The 5-20mg answer is per bird or per kilo?


----------



## pdpbison (Mar 15, 2005)

Bluebar99 said:


> The 5-20mg answer is per bird or per kilo?




Dose stated is for Pigeons - other Species can or will have their own Dosages.

Dose stated is amount of Me,dicine, per Kilogramme of patient weight, given Orally, once-a-Day.


----------



## Bluebar99 (May 8, 2011)

Hello thanks for the reply. So what i hVe read is for patient use? From what I read it or interpret the dosage is 5-15 mG twice a day since BID means twice a day.


----------



## pdpbison (Mar 15, 2005)

Bluebar99 said:


> Hello thanks for the reply. So what i hVe read is for patient use? From what I read it or interpret the dosage is 5-15 mG twice a day since BID means twice a day.




Hi Bluebar99,


I am very sorry, yes, BID is "Twice-a-Day"..!


These abbreviations have vexed me from the beginning and I hate them completely. They have led to no end of confusion here on the forum, and, with me as an individual as well.


I feel it is infinitely better to just say once-a-day, or, twice-a-day for a given dosage to be adminstered, and to avoid using the abbreviations entirely, thus preventing the reliable confusion or mis-understandings which the abbreviations have always seemed to create or cause.


Anyway - 

http://www.medterms.com/script/main/art.asp?articlekey=6954


I can not access my Avian Pharmacopea right now as it is on a different Computer which is not working.


The 'Enroflaxyn' Tablets I have got used to using, are supposedly suitable for average weight Pigeons and contain 7.5 mG of Enroflaxyn...with the understanding that they represent a one-tablet-a-day dose.

Obviously, this is fairly flexible, or, may represent what is actually a rather low dose.


----------



## Bluebar99 (May 8, 2011)

Fair enough. So back with rhe cipro tabs u have that are 500mg? Howndisnu administer these? Through water or feed? One 500 mG tab good for 50 pigeons??


----------



## pdpbison (Mar 15, 2005)

That was four years ago.

And, I think I had gotten some people-size Cipro Tablets from somewhere, and did not have anything else on hand at the moment.


I would have dissolved a Tablet in a larger Syringe, or, in an appropriately sized Bottle of some kind, and, metered out doses accordingly, using a small Syringe with good clear Calibrations.

Most likely tubing the Dose in to the Crop directly via a soft and lubricated special Catheter, same as I use for Tube feeding...as, I would not use a dissolved or crushed Tablet, or portions there-of, of anything Tablet wise, for medicating feed or water.

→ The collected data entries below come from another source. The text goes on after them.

//! Integration test: identical setup code on compute and postprocess ranks.
//!
//! Both coordinators receive the same sequence of creation calls. Compute
//! keeps only producers, postprocess only consumers, and every routed pair
//! gets the same tag on both ranks, including pairs that are null on one
//! side.

use std::sync::Arc;

use tandem_channel::NullTransport;
use tandem_core::{CoordinatorError, LifecycleState, PluginTag, Role};
use tandem_engine::{
    ActivationSlot, Coordinator, GuardedConstructor, ObjectKind, RouteOutcome,
};
use tandem_test_utils::{
    particle_line, CallLog, ComputeOnlyKind, MockState, RecordingKind, RecordingProducer,
};

fn coordinator(role: Role) -> Coordinator {
    Coordinator::construct_in(Arc::new(ActivationSlot::new()), role, Arc::new(NullTransport))
        .unwrap()
}

/// The setup script every rank runs.
fn setup(c: &mut Coordinator, log: &CallLog) -> Vec<RouteOutcome> {
    vec![
        c.add::<RecordingKind>("stats", log).unwrap(),
        c.add::<ComputeOnlyKind>("force", log).unwrap(),
        c.add::<RecordingKind>("mesh", log).unwrap(),
    ]
}

#[test]
fn compute_rank_steps_producers_in_order() {
    let log = CallLog::new();
    let mut c = coordinator(Role::Compute);
    c.add::<RecordingKind>("stats", &log).unwrap();
    c.add::<RecordingKind>("mesh", &log).unwrap();

    let mut state = MockState::new(0.01).with_vector("solvent", particle_line(4, [1.0, 0.0, 0.0]));
    for _ in 0..3 {
        state.advance();
        c.step_all(Some(&mut state)).unwrap();
    }

    assert_eq!(c.compute_plugin_names(), vec!["stats", "mesh"]);
    assert!(c.postprocess_plugin_names().is_empty());
    assert_eq!(
        log.hooks("step"),
        vec![
            "stats:step:0",
            "mesh:step:0",
            "stats:step:1",
            "mesh:step:1",
            "stats:step:2",
            "mesh:step:2",
        ]
    );
}

#[test]
fn postprocess_rank_steps_only_consumers() {
    let log = CallLog::new();
    let mut c = coordinator(Role::Postprocess);
    c.add::<RecordingKind>("stats", &log).unwrap();
    c.add::<RecordingKind>("mesh", &log).unwrap();

    assert!(c.compute_plugin_names().is_empty());
    assert_eq!(c.postprocess_plugin_names(), vec!["stats", "mesh"]);

    c.step_all(None).unwrap();
    assert_eq!(log.hooks("step"), vec!["stats:step:0", "mesh:step:0"]);
}

#[test]
fn register_after_finalize_is_not_active() {
    let log = CallLog::new();
    let mut c = coordinator(Role::Compute);
    c.finalize().unwrap();
    assert_eq!(c.lifecycle(), LifecycleState::Finalized);
    let err = c
        .register_compute_plugin(Box::new(RecordingProducer::new("late", log)))
        .unwrap_err();
    assert_eq!(
        err,
        CoordinatorError::NotActive {
            operation: "register a compute plugin",
            role: Role::Compute,
            state: LifecycleState::Finalized,
        }
    );
}

#[test]
fn tags_agree_across_roles() {
    let compute_log = CallLog::new();
    let post_log = CallLog::new();
    let mut compute = coordinator(Role::Compute);
    let mut post = coordinator(Role::Postprocess);

    let on_compute = setup(&mut compute, &compute_log);
    let on_post = setup(&mut post, &post_log);

    let compute_tags: Vec<PluginTag> = on_compute.iter().map(RouteOutcome::tag).collect();
    let post_tags: Vec<PluginTag> = on_post.iter().map(RouteOutcome::tag).collect();
    assert_eq!(compute_tags, post_tags);
    assert_eq!(compute_tags, vec![PluginTag(0), PluginTag(1), PluginTag(2)]);

    // The force plugin has no consumer: null pair on the postprocess rank.
    assert_eq!(on_post[1], RouteOutcome::Empty { tag: PluginTag(1) });
    assert_eq!(compute.plugin_tag("mesh"), post.plugin_tag("mesh"));
    assert_eq!(compute.next_tag(), post.next_tag());
}

#[test]
fn same_name_once_per_role_is_allowed() {
    let log = CallLog::new();
    let mut compute = coordinator(Role::Compute);
    let mut post = coordinator(Role::Postprocess);
    compute.add::<RecordingKind>("stats", &log).unwrap();
    post.add::<RecordingKind>("stats", &log).unwrap();
    assert!(matches!(
        compute.add::<RecordingKind>("stats", &log),
        Err(CoordinatorError::InvalidArgument { .. })
    ));
}

#[test]
fn name_reused_after_null_pair_rejected_on_every_role() {
    // "force" has no consumer, so the postprocess rank holds nothing under
    // that name. Reusing it must still fail there, exactly as on compute.
    for role in [Role::Compute, Role::Postprocess] {
        let log = CallLog::new();
        let mut c = coordinator(role);
        c.add::<ComputeOnlyKind>("force", &log).unwrap();
        let err = c.add::<RecordingKind>("force", &log).unwrap_err();
        assert!(
            matches!(err, CoordinatorError::InvalidArgument { ref plugin, .. } if plugin == "force"),
            "{role}: {err:?}"
        );
        assert_eq!(c.next_tag(), PluginTag(1), "{role}");
        assert!(c.postprocess_plugin_names().is_empty());
    }
}

#[test]
fn guarded_objects_exist_only_on_compute() {
    let compute = coordinator(Role::Compute);
    let post = coordinator(Role::Postprocess);
    let ctor = GuardedConstructor::new(ObjectKind::ParticleVector, |n: usize| {
        particle_line(n, [0.0; 3])
    });

    let pv = compute.make(&ctor, 8);
    let none = post.make(&ctor, 8);
    assert_eq!(pv.get().map(|p| p.len()), Some(8));
    assert!(none.is_null());
    // Null handles are still usable as setup-time values.
    let copy = none.clone();
    assert!(copy.is_null());
}

#[test]
fn checkpoint_reaches_every_plugin_in_order() {
    let dir = tempfile::tempdir().unwrap();
    let log = CallLog::new();
    let mut c = coordinator(Role::Postprocess);
    setup(&mut c, &log);

    c.checkpoint(dir.path(), 4).unwrap();
    assert_eq!(
        log.hooks("checkpoint"),
        vec!["stats:checkpoint:4", "mesh:checkpoint:4"]
    );

    c.finalize().unwrap();
    assert!(matches!(
        c.checkpoint(dir.path(), 5),
        Err(CoordinatorError::NotActive { .. })
    ));
}
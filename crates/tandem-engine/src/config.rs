//! Run configuration, loaded from TOML.
//!
//! ```toml
//! compute_grid = [2, 1, 1]
//! recv_timeout_ms = 30000
//!
//! [checkpoint]
//! every = 1000
//! folder = "restart"
//!
//! [[plugins]]
//! kind = "stats"
//! name = "stats"
//! every = 100
//! vectors = ["solvent"]
//! path = "stats.csv"
//! ```

use std::error::Error;
use std::fmt;
use std::path::PathBuf;
use std::time::Duration;

use indexmap::IndexSet;
use serde::Deserialize;
use tandem_core::{LayoutError, RankLayout, StepIndex};
use tandem_plugin::PluginSpec;

// ── CheckpointConfig ───────────────────────────────────────────────

/// When and where plugins checkpoint.
#[derive(Clone, Debug, PartialEq, Deserialize)]
#[serde(deny_unknown_fields)]
pub struct CheckpointConfig {
    /// Checkpoint every N steps. 0 disables checkpointing.
    #[serde(default)]
    pub every: u64,
    /// Folder handed to plugin checkpoint hooks.
    #[serde(default = "default_checkpoint_folder")]
    pub folder: PathBuf,
}

fn default_checkpoint_folder() -> PathBuf {
    PathBuf::from("restart")
}

impl Default for CheckpointConfig {
    fn default() -> Self {
        Self {
            every: 0,
            folder: default_checkpoint_folder(),
        }
    }
}

// ── ConfigError ────────────────────────────────────────────────────

/// Errors detected while loading or validating a [`RunConfig`].
#[derive(Clone, Debug, PartialEq)]
pub enum ConfigError {
    /// The TOML could not be parsed into a `RunConfig`.
    Parse {
        /// Parser message.
        reason: String,
    },
    /// The rank layout derived from the config is invalid.
    Layout(LayoutError),
    /// A compute grid dimension is zero.
    EmptyGrid {
        /// The rejected grid.
        compute_grid: [u32; 3],
    },
    /// A plugin declaration has an empty name.
    EmptyPluginName {
        /// Position of the declaration in `[[plugins]]`.
        index: usize,
    },
    /// A plugin declaration has an empty kind.
    EmptyKind {
        /// The plugin's name.
        plugin: String,
    },
    /// Two plugin declarations share a name.
    DuplicatePluginName {
        /// The repeated name.
        name: String,
    },
    /// `recv_timeout_ms` is zero.
    ZeroTimeout,
}

impl fmt::Display for ConfigError {
    fn fmt(&self, f: &mut fmt::Formatter<'_>) -> fmt::Result {
        match self {
            Self::Parse { reason } => write!(f, "invalid run config: {reason}"),
            Self::Layout(e) => write!(f, "layout: {e}"),
            Self::EmptyGrid { compute_grid } => {
                write!(f, "compute_grid {compute_grid:?} has a zero dimension")
            }
            Self::EmptyPluginName { index } => {
                write!(f, "plugin declaration #{index} has an empty name")
            }
            Self::EmptyKind { plugin } => write!(f, "plugin '{plugin}' has an empty kind"),
            Self::DuplicatePluginName { name } => {
                write!(f, "plugin name '{name}' is declared more than once")
            }
            Self::ZeroTimeout => write!(f, "recv_timeout_ms must be at least 1"),
        }
    }
}

impl Error for ConfigError {
    fn source(&self) -> Option<&(dyn Error + 'static)> {
        match self {
            Self::Layout(e) => Some(e),
            _ => None,
        }
    }
}

impl From<LayoutError> for ConfigError {
    fn from(e: LayoutError) -> Self {
        Self::Layout(e)
    }
}

// ── RunConfig ──────────────────────────────────────────────────────

/// Everything a rank needs to set up its coordinator.
#[derive(Clone, Debug, PartialEq, Deserialize)]
#[serde(deny_unknown_fields)]
pub struct RunConfig {
    /// Number of compute ranks along each axis.
    pub compute_grid: [u32; 3],
    /// Checkpoint cadence and folder.
    #[serde(default)]
    pub checkpoint: CheckpointConfig,
    /// Receive timeout for consumer halves. Blocks forever when absent.
    #[serde(default)]
    pub recv_timeout_ms: Option<u64>,
    /// Plugins created on every rank, in order.
    #[serde(default)]
    pub plugins: Vec<PluginSpec>,
}

impl RunConfig {
    /// Parse and validate a TOML document.
    pub fn from_toml_str(text: &str) -> Result<Self, ConfigError> {
        let config: Self = toml::from_str(text).map_err(|e| ConfigError::Parse {
            reason: e.to_string(),
        })?;
        config.validate()?;
        Ok(config)
    }

    /// Check structural invariants.
    pub fn validate(&self) -> Result<(), ConfigError> {
        // 1. Every grid dimension is non-zero.
        if self.compute_grid.contains(&0) {
            return Err(ConfigError::EmptyGrid {
                compute_grid: self.compute_grid,
            });
        }
        // 2. Timeout, if present, is positive.
        if self.recv_timeout_ms == Some(0) {
            return Err(ConfigError::ZeroTimeout);
        }
        // 3. Plugin declarations are named, typed and unique.
        let mut seen = IndexSet::with_capacity(self.plugins.len());
        for (index, spec) in self.plugins.iter().enumerate() {
            if spec.name.is_empty() {
                return Err(ConfigError::EmptyPluginName { index });
            }
            if spec.kind.is_empty() {
                return Err(ConfigError::EmptyKind {
                    plugin: spec.name.clone(),
                });
            }
            if !seen.insert(spec.name.as_str()) {
                return Err(ConfigError::DuplicatePluginName {
                    name: spec.name.clone(),
                });
            }
        }
        Ok(())
    }

    /// Derive the rank partition for a world of `world_size` ranks.
    pub fn layout(&self, world_size: u32) -> Result<RankLayout, ConfigError> {
        Ok(RankLayout::new(self.compute_grid, world_size)?)
    }

    /// Receive timeout as a `Duration`.
    pub fn recv_timeout(&self) -> Option<Duration> {
        self.recv_timeout_ms.map(Duration::from_millis)
    }

    /// Whether a checkpoint is due after `step` has run.
    ///
    /// Step 0 never checkpoints.
    pub fn checkpoint_due(&self, step: StepIndex) -> bool {
        let every = self.checkpoint.every;
        every > 0 && step.0 > 0 && step.0 % every == 0
    }
}
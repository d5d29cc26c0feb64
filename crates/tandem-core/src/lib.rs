//! Core types for the Tandem coordination layer.
//!
//! This is the leaf crate with zero internal dependencies. It defines
//! the vocabulary shared by every other Tandem crate: rank roles and the
//! rank partition they are derived from, inert-or-live object handles,
//! plugin cadence, identifiers, and the error types of each subsystem.

#![deny(missing_docs)]
#![deny(rustdoc::broken_intra_doc_links)]
#![forbid(unsafe_code)]

pub mod cadence;
pub mod error;
pub mod handle;
pub mod id;
pub mod lifecycle;
pub mod role;

pub use cadence::Cadence;
pub use error::{ChannelError, CoordinatorError, LayoutError, PluginError, PluginHook};
pub use handle::Handle;
pub use id::{PluginTag, StepIndex};
pub use lifecycle::LifecycleState;
pub use role::{PartitionMode, RankLayout, RankPosition, Role};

If one must use a 500 mG Tablet, for one Pigeon, then, if the Pigeon is of about average weight, the thing to do ( or what I would do, and what I have done ) would be to dissolve the Tablet in a Liquid, say, in 50 mL worth of a combination of Water and a little Sugar or Syrup, using a suitable size Syringe for this so none would evaporate between doses, ( or use a smaller size Bottle of some kind, with a good LId or Cap, but of a size so there is enough room for the 100 mL of Solution, and, enough room to shake it well ) refrigerating it between uses, and, one would keep it well suspended by agitation immediately prior to any use, and, use just shy of one mL then, for a dose which would then be a little shy of 10 mGs of the Cipro component for a daily dose...or, half that, two times-a-day.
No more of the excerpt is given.